Input records START

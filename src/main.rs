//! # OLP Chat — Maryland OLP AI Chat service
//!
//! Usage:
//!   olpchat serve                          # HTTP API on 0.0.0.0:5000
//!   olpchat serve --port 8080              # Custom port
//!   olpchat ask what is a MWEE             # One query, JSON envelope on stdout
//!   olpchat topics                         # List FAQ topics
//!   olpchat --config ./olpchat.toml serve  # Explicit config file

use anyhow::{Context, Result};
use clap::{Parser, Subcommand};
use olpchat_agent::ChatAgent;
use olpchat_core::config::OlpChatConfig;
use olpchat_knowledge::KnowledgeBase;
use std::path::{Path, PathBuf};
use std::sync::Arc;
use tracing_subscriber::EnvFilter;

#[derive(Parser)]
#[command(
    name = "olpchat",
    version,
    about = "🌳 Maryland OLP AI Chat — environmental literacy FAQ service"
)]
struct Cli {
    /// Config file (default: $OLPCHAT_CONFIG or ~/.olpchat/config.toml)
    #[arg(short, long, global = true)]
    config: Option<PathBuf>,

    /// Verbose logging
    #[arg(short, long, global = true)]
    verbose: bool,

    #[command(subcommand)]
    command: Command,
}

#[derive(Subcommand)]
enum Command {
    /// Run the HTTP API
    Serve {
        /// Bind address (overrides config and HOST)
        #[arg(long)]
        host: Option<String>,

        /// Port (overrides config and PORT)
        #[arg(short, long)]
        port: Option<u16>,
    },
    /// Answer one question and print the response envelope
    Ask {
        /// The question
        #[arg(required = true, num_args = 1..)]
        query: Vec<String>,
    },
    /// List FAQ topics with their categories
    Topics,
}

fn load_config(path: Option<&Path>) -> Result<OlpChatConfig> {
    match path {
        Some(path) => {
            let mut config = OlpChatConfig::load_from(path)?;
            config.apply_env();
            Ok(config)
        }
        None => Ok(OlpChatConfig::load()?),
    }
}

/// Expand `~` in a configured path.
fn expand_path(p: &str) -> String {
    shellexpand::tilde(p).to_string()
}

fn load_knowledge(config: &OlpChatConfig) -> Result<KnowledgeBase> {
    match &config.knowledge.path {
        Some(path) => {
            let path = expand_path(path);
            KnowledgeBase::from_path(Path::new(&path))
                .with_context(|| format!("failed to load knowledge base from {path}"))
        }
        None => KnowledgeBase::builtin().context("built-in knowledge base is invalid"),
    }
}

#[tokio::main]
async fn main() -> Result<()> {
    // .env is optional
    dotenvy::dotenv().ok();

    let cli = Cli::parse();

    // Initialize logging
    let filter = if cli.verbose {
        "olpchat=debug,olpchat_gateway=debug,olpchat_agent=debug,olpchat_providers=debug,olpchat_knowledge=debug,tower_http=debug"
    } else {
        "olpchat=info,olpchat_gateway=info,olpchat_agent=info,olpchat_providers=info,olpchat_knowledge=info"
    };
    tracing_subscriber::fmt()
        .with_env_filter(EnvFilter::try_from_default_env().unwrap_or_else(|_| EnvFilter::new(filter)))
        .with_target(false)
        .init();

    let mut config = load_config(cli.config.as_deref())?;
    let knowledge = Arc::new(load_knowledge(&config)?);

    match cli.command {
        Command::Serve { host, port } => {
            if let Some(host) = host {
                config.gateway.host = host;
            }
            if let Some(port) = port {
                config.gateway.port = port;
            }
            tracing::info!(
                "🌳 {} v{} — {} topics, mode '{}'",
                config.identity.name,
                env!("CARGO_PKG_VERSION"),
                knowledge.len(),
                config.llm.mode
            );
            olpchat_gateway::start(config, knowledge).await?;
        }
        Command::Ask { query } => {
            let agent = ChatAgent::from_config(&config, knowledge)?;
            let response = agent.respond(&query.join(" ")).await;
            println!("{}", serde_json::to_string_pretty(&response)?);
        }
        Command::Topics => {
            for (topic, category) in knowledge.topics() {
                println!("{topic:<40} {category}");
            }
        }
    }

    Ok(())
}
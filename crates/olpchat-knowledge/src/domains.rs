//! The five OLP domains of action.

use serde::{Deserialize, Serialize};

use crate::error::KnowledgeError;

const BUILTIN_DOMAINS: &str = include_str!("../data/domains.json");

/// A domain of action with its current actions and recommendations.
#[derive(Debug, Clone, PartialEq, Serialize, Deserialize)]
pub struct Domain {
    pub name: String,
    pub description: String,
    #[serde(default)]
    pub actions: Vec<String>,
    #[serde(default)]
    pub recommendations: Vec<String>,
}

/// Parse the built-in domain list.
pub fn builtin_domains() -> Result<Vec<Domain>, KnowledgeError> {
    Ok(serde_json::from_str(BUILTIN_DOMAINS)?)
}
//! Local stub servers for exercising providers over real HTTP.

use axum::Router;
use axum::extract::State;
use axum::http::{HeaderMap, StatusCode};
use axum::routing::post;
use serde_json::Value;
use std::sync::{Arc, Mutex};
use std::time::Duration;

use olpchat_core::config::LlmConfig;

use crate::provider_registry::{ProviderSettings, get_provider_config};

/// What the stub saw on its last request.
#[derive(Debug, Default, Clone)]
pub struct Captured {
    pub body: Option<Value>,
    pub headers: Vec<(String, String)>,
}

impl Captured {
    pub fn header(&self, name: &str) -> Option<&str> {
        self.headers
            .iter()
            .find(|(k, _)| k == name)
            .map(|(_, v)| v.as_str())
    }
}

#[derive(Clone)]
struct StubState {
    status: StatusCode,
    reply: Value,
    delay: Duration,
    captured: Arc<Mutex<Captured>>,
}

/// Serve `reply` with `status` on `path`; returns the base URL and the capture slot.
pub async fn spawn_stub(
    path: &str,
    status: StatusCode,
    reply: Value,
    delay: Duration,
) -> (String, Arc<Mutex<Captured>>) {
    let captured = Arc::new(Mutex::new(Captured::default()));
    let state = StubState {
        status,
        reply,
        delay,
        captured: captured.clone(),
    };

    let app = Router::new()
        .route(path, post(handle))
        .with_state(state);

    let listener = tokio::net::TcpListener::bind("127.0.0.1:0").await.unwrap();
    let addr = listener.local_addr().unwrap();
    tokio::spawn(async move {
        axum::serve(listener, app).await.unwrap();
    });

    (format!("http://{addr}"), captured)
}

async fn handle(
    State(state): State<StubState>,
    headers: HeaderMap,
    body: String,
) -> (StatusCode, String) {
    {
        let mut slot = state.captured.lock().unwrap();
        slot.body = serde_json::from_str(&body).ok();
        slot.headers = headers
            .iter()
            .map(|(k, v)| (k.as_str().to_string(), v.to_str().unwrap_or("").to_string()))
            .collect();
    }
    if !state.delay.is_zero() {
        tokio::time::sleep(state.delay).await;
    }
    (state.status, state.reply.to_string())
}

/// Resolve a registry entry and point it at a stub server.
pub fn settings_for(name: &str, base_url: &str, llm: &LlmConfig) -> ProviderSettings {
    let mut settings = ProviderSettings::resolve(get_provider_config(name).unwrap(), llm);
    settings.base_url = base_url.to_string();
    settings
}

Input records END

Instructions to follow
From the entries, report every line in which the string "handle" occurs.

Finished exercise
        .route(path, post(handle))
async fn handle(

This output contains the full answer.